Manufacturer Tata Steel has four sites in South Yorkshire - three in Rotherham and one in Stocksbridge.
There are 110 proposed job losses are its biggest Rotherham site, off Doncaster Road and 16 jobs at its Stocksbridge works.
But the company says there are no job loss proposals at Brinsworth Strip Mill and there is an overall increase of 11 jobs at its distribution hub in Rotherham, so a total of 115 proposed Tata Steel job losses in South Yorkshire.
The company has pledged to invest £2.75 million in the business as part of the changes.
Mark Broxholme, managing director of Tata’s steels and bar business, said: “These proposed changes are a critical part of developing a sustainable and competitive bar business.
“Tata Steel is showing its commitment to making this strategy work by committing £2.75m of investment for the bar business.
“We are investing in improvements to our steelmaking in Rotherham as well as to the final quality of our products.”
The 90-day consultation period over the planned redundancies is due to be launched on Monday - but steel workers’ union Community has not ruled out industrial action.
Roy Rickhuss, national officer for Community, who met workers yesterday, said: “Our reps are angry and disappointed. In Rotherham and Stocksbridge they feel they have done everything they can to co-operate with and show commitment to the company.
“This is a very loyal, hard-working workforce and it is a bitter blow after everything we have done.
“We will be seeking further meetings with the company to clarify proposals and challenge them if necessary. If it means we have to have a dispute, so be it.”
Tata employs 1,000 people in Stocksbridge and is the only large works left in the town, once a centre of the city’s metal manufacturing.
Sheffield Council leader Coun Julie Dore said: “The announcement by Tata is undoubtedly a blow for Sheffield.
“It is vital for our region to be able to produce high quality steel in the future and every effort must be made to keep local skills that will be needed when the upturn in the global economy comes.
“The Stocksbridge workers have a real family spirit so I know the news will be felt throughout the local community.”
Stocksbridge MP Angela Smith said she hoped Tata had suffered a ‘temporary setback’ and this round of job cuts was not indicative of threats to its long-term future in South Yorkshire.
She said: “It is terrible news for all those workers concerned. First and foremost this is a tragedy for those people and their families, and my thoughts go out to them. These redundancies are yet more evidence of local workers in South Yorkshire losing their livelihoods thanks to the Government’s mismanagement of the economy, which is sucking out demand.”
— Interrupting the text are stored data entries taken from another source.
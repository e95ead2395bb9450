//! # Domain Types
//!
//! Entity records held by the repository, and the `New*` shapes callers pass
//! to `add`.
//!
//! ## Type Overview
//! ```text
//! ┌─────────────────────────────────────────────────────────────────────────┐
//! │                         Domain Types                                    │
//! │                                                                         │
//! │  ┌─────────────┐      ┌─────────────┐      ┌─────────────┐             │
//! │  │   Branch    │◄─────│  Employee   │      │  Supplier   │             │
//! │  │             │◄─────│  License    │      │             │             │
//! │  │             │◄─────│  Product    │─────►│             │             │
//! │  │             │◄─────│  Order      │─────►│             │             │
//! │  │             │◄─────│  Sale       │      └─────────────┘             │
//! │  │             │◄─────│  Expense    │                                  │
//! │  └─────────────┘      └─────────────┘      ┌─────────────┐             │
//! │                                            │    User     │             │
//! │       ◄──── branch_id / supplier_id        │  Settings   │             │
//! │             (not enforced)                 └─────────────┘             │
//! └─────────────────────────────────────────────────────────────────────────┘
//! ```
//!
//! ## Identity and Timestamps
//! Every record carries `id`, `created_at` and `updated_at`. All three are
//! assigned by the store; the `New*` types do not have them. Derived fields
//! (`License::status`, `Product::status`, order totals) are also absent from
//! the `New*` types.
//!
//! Field names serialize in camelCase, matching the snapshot format written
//! by earlier releases of the dashboard.

use chrono::{DateTime, NaiveDate, Utc};
use serde::{Deserialize, Serialize};

use crate::money::Money;
use crate::status::{
    LicenseStatus, LicenseType, OrderStatus, PaymentStatus, ProductStatus, RecordStatus, UserRole,
};

// =============================================================================
// Branch
// =============================================================================

/// A pharmacy branch.
#[derive(Debug, Clone, PartialEq, Serialize, Deserialize)]
#[serde(rename_all = "camelCase")]
pub struct Branch {
    pub id: String,
    pub name: String,
    pub address: String,
    pub phone: String,
    /// Name of the branch manager.
    pub manager: String,
    pub status: RecordStatus,
    /// Sales for the current month, as entered by the branch.
    pub monthly_sales: Money,
    pub employees_count: u32,
    pub created_at: DateTime<Utc>,
    pub updated_at: DateTime<Utc>,
}

#[derive(Debug, Clone, Default, PartialEq, Serialize, Deserialize)]
#[serde(rename_all = "camelCase")]
pub struct NewBranch {
    pub name: String,
    pub address: String,
    pub phone: String,
    pub manager: String,
    #[serde(default)]
    pub status: RecordStatus,
    #[serde(default)]
    pub monthly_sales: Money,
    #[serde(default)]
    pub employees_count: u32,
}

// =============================================================================
// Supplier
// =============================================================================

/// A medicine or equipment supplier.
#[derive(Debug, Clone, PartialEq, Serialize, Deserialize)]
#[serde(rename_all = "camelCase")]
pub struct Supplier {
    pub id: String,
    pub name: String,
    pub phone: String,
    pub email: String,
    pub address: String,
    /// Star rating, 1 to 5.
    pub rating: u8,
    pub status: RecordStatus,
    pub total_orders: u32,
    pub last_order_date: Option<NaiveDate>,
    pub created_at: DateTime<Utc>,
    pub updated_at: DateTime<Utc>,
}

#[derive(Debug, Clone, Default, PartialEq, Serialize, Deserialize)]
#[serde(rename_all = "camelCase")]
pub struct NewSupplier {
    pub name: String,
    pub phone: String,
    pub email: String,
    pub address: String,
    pub rating: u8,
    #[serde(default)]
    pub status: RecordStatus,
    #[serde(default)]
    pub total_orders: u32,
    #[serde(default)]
    pub last_order_date: Option<NaiveDate>,
}

// =============================================================================
// Employee
// =============================================================================

/// An employee on a branch payroll.
#[derive(Debug, Clone, PartialEq, Serialize, Deserialize)]
#[serde(rename_all = "camelCase")]
pub struct Employee {
    pub id: String,
    pub branch_id: String,
    pub name: String,
    pub position: String,
    pub phone: String,
    pub email: String,
    pub salary: Money,
    pub allowances: Money,
    pub deductions: Money,
    pub status: RecordStatus,
    pub hire_date: NaiveDate,
    pub created_at: DateTime<Utc>,
    pub updated_at: DateTime<Utc>,
}

impl Employee {
    /// Net monthly pay: salary + allowances - deductions.
    ///
    /// Never stored; always computed from the three components.
    pub fn net_pay(&self) -> Money {
        self.salary + self.allowances - self.deductions
    }

    /// `net_pay`, or `None` if it does not fit in `Money`.
    pub fn checked_net_pay(&self) -> Option<Money> {
        self.salary
            .checked_add(self.allowances)?
            .checked_sub(self.deductions)
    }
}

#[derive(Debug, Clone, PartialEq, Serialize, Deserialize)]
#[serde(rename_all = "camelCase")]
pub struct NewEmployee {
    pub branch_id: String,
    pub name: String,
    pub position: String,
    pub phone: String,
    pub email: String,
    pub salary: Money,
    #[serde(default)]
    pub allowances: Money,
    #[serde(default)]
    pub deductions: Money,
    #[serde(default)]
    pub status: RecordStatus,
    pub hire_date: NaiveDate,
}

// =============================================================================
// License
// =============================================================================

/// A license or certificate held by a branch.
#[derive(Debug, Clone, PartialEq, Serialize, Deserialize)]
#[serde(rename_all = "camelCase")]
pub struct License {
    pub id: String,
    pub branch_id: String,
    #[serde(rename = "type")]
    pub kind: LicenseType,
    pub name: String,
    pub license_number: String,
    pub issue_date: NaiveDate,
    pub expiry_date: NaiveDate,
    /// Derived from `expiry_date`; refreshed by the store on every read.
    pub status: LicenseStatus,
    #[serde(default, skip_serializing_if = "Option::is_none")]
    pub document_url: Option<String>,
    pub created_at: DateTime<Utc>,
    pub updated_at: DateTime<Utc>,
}

impl License {
    /// Status as of `today`, ignoring the stored value.
    pub fn status_on(&self, today: NaiveDate) -> LicenseStatus {
        LicenseStatus::from_expiry(self.expiry_date, today)
    }
}

#[derive(Debug, Clone, PartialEq, Serialize, Deserialize)]
#[serde(rename_all = "camelCase")]
pub struct NewLicense {
    pub branch_id: String,
    #[serde(rename = "type")]
    pub kind: LicenseType,
    pub name: String,
    pub license_number: String,
    pub issue_date: NaiveDate,
    pub expiry_date: NaiveDate,
    #[serde(default)]
    pub document_url: Option<String>,
}

// =============================================================================
// Product
// =============================================================================

/// An inventory item stocked at a branch.
#[derive(Debug, Clone, PartialEq, Serialize, Deserialize)]
#[serde(rename_all = "camelCase")]
pub struct Product {
    pub id: String,
    pub branch_id: String,
    pub name: String,
    /// Free-form category (medicines, supplements, cosmetics, equipment, ...).
    pub category: String,
    pub sku: String,
    #[serde(default, skip_serializing_if = "Option::is_none")]
    pub barcode: Option<String>,
    pub quantity: u32,
    /// Reorder threshold.
    pub min_quantity: u32,
    pub price: Money,
    pub cost_price: Money,
    #[serde(default, skip_serializing_if = "Option::is_none")]
    pub supplier_id: Option<String>,
    #[serde(default, skip_serializing_if = "Option::is_none")]
    pub expiry_date: Option<NaiveDate>,
    /// Derived from quantity and min_quantity.
    pub status: ProductStatus,
    pub created_at: DateTime<Utc>,
    pub updated_at: DateTime<Utc>,
}

impl Product {
    /// Gross margin per unit (price - cost price).
    pub fn unit_margin(&self) -> Money {
        self.price - self.cost_price
    }
}

#[derive(Debug, Clone, Default, PartialEq, Serialize, Deserialize)]
#[serde(rename_all = "camelCase")]
pub struct NewProduct {
    pub branch_id: String,
    pub name: String,
    pub category: String,
    pub sku: String,
    #[serde(default)]
    pub barcode: Option<String>,
    pub quantity: u32,
    pub min_quantity: u32,
    pub price: Money,
    pub cost_price: Money,
    #[serde(default)]
    pub supplier_id: Option<String>,
    #[serde(default)]
    pub expiry_date: Option<NaiveDate>,
}

// =============================================================================
// Order
// =============================================================================

/// A line of a purchase order.
///
/// Product name and unit price are snapshots taken when the order was
/// placed, so later product edits do not rewrite order history.
#[derive(Debug, Clone, PartialEq, Serialize, Deserialize)]
#[serde(rename_all = "camelCase")]
pub struct OrderItem {
    pub product_id: String,
    pub product_name: String,
    pub quantity: u32,
    pub unit_price: Money,
    /// quantity × unit_price
    pub total: Money,
}

/// Caller-supplied order line; the store computes `total`.
#[derive(Debug, Clone, PartialEq, Serialize, Deserialize)]
#[serde(rename_all = "camelCase")]
pub struct NewOrderItem {
    pub product_id: String,
    pub product_name: String,
    pub quantity: u32,
    pub unit_price: Money,
}

impl From<NewOrderItem> for OrderItem {
    fn from(item: NewOrderItem) -> Self {
        OrderItem {
            total: item.unit_price.multiply_quantity(item.quantity),
            product_id: item.product_id,
            product_name: item.product_name,
            quantity: item.quantity,
            unit_price: item.unit_price,
        }
    }
}

/// A purchase order placed with a supplier for a branch.
#[derive(Debug, Clone, PartialEq, Serialize, Deserialize)]
#[serde(rename_all = "camelCase")]
pub struct Order {
    pub id: String,
    pub supplier_id: String,
    pub branch_id: String,
    /// Human-readable order number (e.g. "ORD-2024-001").
    pub order_number: String,
    pub items: Vec<OrderItem>,
    /// Sum of item totals.
    pub total_amount: Money,
    pub status: OrderStatus,
    pub payment_status: PaymentStatus,
    pub order_date: NaiveDate,
    #[serde(default, skip_serializing_if = "Option::is_none")]
    pub expected_delivery_date: Option<NaiveDate>,
    #[serde(default, skip_serializing_if = "Option::is_none")]
    pub delivered_date: Option<NaiveDate>,
    #[serde(default, skip_serializing_if = "Option::is_none")]
    pub notes: Option<String>,
    pub created_at: DateTime<Utc>,
    pub updated_at: DateTime<Utc>,
}

impl Order {
    /// The order total computed from the items, or `None` if a line total
    /// or the sum overflows.
    pub fn checked_total(&self) -> Option<Money> {
        self.items.iter().try_fold(Money::zero(), |acc, item| {
            acc.checked_add(item.unit_price.checked_multiply_quantity(item.quantity)?)
        })
    }

    /// Recomputes every line total and the order total. Saturates on
    /// overflow; `checked_total` reports it.
    pub fn recalculate_totals(&mut self) {
        for item in &mut self.items {
            item.total = item.unit_price.multiply_quantity(item.quantity);
        }
        self.total_amount = self.items.iter().map(|item| item.total).sum();
    }
}

#[derive(Debug, Clone, PartialEq, Serialize, Deserialize)]
#[serde(rename_all = "camelCase")]
pub struct NewOrder {
    pub supplier_id: String,
    pub branch_id: String,
    pub order_number: String,
    pub items: Vec<NewOrderItem>,
    #[serde(default)]
    pub status: OrderStatus,
    #[serde(default)]
    pub payment_status: PaymentStatus,
    pub order_date: NaiveDate,
    #[serde(default)]
    pub expected_delivery_date: Option<NaiveDate>,
    #[serde(default)]
    pub delivered_date: Option<NaiveDate>,
    #[serde(default)]
    pub notes: Option<String>,
}

// =============================================================================
// Sale
// =============================================================================

/// Monthly sales total for a branch.
///
/// One row per branch per month is the convention; the store does not
/// enforce it.
#[derive(Debug, Clone, PartialEq, Serialize, Deserialize)]
#[serde(rename_all = "camelCase")]
pub struct Sale {
    pub id: String,
    pub branch_id: String,
    /// `YYYY-MM`
    pub month: String,
    pub total_sales: Money,
    #[serde(default, skip_serializing_if = "Option::is_none")]
    pub notes: Option<String>,
    pub created_at: DateTime<Utc>,
    pub updated_at: DateTime<Utc>,
}

#[derive(Debug, Clone, Default, PartialEq, Serialize, Deserialize)]
#[serde(rename_all = "camelCase")]
pub struct NewSale {
    pub branch_id: String,
    pub month: String,
    pub total_sales: Money,
    #[serde(default)]
    pub notes: Option<String>,
}

// =============================================================================
// Expense
// =============================================================================

/// A branch expense (rent, utilities, maintenance, ...).
#[derive(Debug, Clone, PartialEq, Serialize, Deserialize)]
#[serde(rename_all = "camelCase")]
pub struct Expense {
    pub id: String,
    pub branch_id: String,
    pub category: String,
    pub description: String,
    pub amount: Money,
    pub date: NaiveDate,
    #[serde(default, skip_serializing_if = "Option::is_none")]
    pub receipt_url: Option<String>,
    pub created_at: DateTime<Utc>,
    pub updated_at: DateTime<Utc>,
}

#[derive(Debug, Clone, PartialEq, Serialize, Deserialize)]
#[serde(rename_all = "camelCase")]
pub struct NewExpense {
    pub branch_id: String,
    pub category: String,
    pub description: String,
    pub amount: Money,
    pub date: NaiveDate,
    #[serde(default)]
    pub receipt_url: Option<String>,
}

// =============================================================================
// User
// =============================================================================

/// A dashboard user.
///
/// ## Security
/// `password` is stored and compared in **plaintext**. This mirrors the
/// snapshot format the dashboard has always written and is not safe for
/// any deployment where the data directory can be read by someone other
/// than the operator. Do not reuse this type as a model for real
/// credential storage.
#[derive(Debug, Clone, PartialEq, Serialize, Deserialize)]
#[serde(rename_all = "camelCase")]
pub struct User {
    pub id: String,
    pub username: String,
    pub password: String,
    pub name: String,
    pub role: UserRole,
    pub created_at: DateTime<Utc>,
    pub updated_at: DateTime<Utc>,
}

#[derive(Debug, Clone, Default, PartialEq, Serialize, Deserialize)]
#[serde(rename_all = "camelCase")]
pub struct NewUser {
    pub username: String,
    pub password: String,
    pub name: String,
    #[serde(default)]
    pub role: UserRole,
}

// =============================================================================
// Unit Tests
// =============================================================================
Rotherham MP John Healey said: “I am disappointed these changes mean redundancies in Rotherham. It will be a very difficult Christmas for those at risk of losing their jobs.
“Steel-making has been hit as the economy has gone back into double dip recession. We need an economic policy from the Government that restores growth to the economy and helps the steel industry pick up again.”
Rotherham Council leader Coun Roger Stone said: “Unfortunately, the world we live in today sees international markets go up and down far more frequently with serious and devastating affects to companies and their workers.
“I am hoping Tata are able to keep the number of compulsory redundancies to a minimum.”
Union bosses have vowed to fight job losses, describing the company’s restructuring plans as ‘a bitter blow’.
There are currently 1,050 people working at Rotherham’s site on Sheffield Road.
Earlier this year, Tata Steel advertised for 17 apprentices to attend the firm’s training centre in Stocksbridge. Bosses have insisted these positions will not be affected and job losses in Sheffield will be limited to those in the primary rolling mill.
Tata said it will try to make as many job losses through voluntary redundancy as possible.
Tata MD Mr Broxholme added: “Our priority will be to help our employees through this difficult process and keep them up to date with the changes. We will do everything we can to provide them with support and assistance.”